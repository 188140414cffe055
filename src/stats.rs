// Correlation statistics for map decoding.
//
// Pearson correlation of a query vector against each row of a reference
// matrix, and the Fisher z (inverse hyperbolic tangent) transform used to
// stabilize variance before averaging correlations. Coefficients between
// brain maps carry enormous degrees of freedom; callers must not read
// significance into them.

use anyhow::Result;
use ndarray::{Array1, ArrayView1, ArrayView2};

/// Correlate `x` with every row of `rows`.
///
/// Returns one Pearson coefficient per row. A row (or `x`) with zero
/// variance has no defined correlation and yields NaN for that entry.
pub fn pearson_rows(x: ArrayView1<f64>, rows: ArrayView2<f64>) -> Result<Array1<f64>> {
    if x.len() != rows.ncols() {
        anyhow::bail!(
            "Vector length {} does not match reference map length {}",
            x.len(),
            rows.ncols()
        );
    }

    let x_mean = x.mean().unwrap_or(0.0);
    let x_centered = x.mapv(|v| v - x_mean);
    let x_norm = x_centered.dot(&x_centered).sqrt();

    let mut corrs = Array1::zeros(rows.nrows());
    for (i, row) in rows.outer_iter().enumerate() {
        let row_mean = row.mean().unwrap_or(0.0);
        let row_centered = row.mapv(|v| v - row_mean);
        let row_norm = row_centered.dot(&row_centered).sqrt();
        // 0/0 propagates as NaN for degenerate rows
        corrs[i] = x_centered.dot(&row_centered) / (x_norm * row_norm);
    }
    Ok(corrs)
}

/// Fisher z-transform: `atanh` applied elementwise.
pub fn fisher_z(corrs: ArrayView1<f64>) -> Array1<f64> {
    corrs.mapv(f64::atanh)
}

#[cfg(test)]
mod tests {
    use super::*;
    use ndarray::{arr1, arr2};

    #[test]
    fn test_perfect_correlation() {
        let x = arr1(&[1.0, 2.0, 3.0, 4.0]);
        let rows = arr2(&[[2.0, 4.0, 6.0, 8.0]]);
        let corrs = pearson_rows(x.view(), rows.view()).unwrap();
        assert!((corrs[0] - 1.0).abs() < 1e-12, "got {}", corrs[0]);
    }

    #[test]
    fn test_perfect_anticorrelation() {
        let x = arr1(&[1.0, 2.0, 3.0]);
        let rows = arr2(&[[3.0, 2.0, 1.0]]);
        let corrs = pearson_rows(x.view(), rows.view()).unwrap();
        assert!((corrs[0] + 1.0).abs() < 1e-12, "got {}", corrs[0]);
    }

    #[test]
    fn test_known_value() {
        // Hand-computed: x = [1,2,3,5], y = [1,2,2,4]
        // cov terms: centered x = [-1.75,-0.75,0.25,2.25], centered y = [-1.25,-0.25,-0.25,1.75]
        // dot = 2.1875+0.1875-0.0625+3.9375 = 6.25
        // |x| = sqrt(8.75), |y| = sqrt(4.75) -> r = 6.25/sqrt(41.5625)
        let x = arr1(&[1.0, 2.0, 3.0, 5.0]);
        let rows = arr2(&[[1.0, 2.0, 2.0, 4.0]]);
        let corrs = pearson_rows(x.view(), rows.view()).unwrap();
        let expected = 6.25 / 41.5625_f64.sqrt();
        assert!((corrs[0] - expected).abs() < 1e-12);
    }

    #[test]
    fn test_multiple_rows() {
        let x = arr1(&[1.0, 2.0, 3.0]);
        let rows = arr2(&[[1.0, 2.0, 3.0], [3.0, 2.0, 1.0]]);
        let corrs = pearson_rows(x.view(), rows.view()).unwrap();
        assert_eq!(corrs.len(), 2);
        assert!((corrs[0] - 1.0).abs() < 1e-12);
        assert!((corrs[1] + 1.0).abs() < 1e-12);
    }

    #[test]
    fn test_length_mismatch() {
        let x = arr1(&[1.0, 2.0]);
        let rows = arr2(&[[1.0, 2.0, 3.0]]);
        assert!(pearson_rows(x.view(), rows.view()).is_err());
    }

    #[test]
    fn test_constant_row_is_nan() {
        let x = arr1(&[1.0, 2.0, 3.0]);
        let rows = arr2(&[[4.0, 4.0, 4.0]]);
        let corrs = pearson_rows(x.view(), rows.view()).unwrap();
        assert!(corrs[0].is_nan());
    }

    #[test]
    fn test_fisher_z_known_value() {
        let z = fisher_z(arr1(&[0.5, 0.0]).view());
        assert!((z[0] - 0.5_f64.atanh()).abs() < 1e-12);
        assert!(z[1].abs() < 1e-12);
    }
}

--

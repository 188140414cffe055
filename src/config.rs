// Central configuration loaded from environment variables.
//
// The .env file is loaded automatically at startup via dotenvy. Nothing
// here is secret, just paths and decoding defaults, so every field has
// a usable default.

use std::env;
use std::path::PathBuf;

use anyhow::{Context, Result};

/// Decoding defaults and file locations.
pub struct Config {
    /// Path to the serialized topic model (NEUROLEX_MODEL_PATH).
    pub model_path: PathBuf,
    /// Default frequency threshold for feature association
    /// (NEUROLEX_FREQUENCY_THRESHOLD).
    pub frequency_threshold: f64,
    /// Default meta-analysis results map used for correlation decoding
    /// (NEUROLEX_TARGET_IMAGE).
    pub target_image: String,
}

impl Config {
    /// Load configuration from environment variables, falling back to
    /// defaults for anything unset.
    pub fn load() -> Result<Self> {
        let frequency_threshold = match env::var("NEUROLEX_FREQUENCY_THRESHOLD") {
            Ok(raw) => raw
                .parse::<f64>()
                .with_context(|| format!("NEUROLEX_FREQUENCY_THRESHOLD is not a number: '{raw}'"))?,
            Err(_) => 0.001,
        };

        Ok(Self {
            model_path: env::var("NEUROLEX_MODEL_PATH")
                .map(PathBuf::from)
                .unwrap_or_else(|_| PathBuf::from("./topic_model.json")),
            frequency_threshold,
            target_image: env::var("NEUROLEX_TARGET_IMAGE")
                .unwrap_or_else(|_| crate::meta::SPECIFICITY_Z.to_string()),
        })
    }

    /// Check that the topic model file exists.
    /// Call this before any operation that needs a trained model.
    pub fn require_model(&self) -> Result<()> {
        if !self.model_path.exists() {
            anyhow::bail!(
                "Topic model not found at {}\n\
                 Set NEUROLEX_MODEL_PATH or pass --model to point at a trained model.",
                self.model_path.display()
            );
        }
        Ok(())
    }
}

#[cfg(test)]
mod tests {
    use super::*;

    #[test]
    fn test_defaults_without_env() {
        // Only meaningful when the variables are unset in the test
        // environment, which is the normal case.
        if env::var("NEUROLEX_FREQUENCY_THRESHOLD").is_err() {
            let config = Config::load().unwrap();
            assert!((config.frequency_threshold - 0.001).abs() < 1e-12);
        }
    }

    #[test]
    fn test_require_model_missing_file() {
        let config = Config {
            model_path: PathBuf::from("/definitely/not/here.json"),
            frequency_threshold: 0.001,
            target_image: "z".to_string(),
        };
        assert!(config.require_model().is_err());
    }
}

**Your assignment:**
Above are some lines. Repeat exactly, and only, those from the line that has "for map decoding." through the line that has "correlations. Coefficients between".

**Output of the task:**
// Correlation statistics for map decoding.
//
// Pearson correlation of a query vector against each row of a reference
// matrix, and the Fisher z (inverse hyperbolic tangent) transform used to
// stabilize variance before averaging correlations. Coefficients between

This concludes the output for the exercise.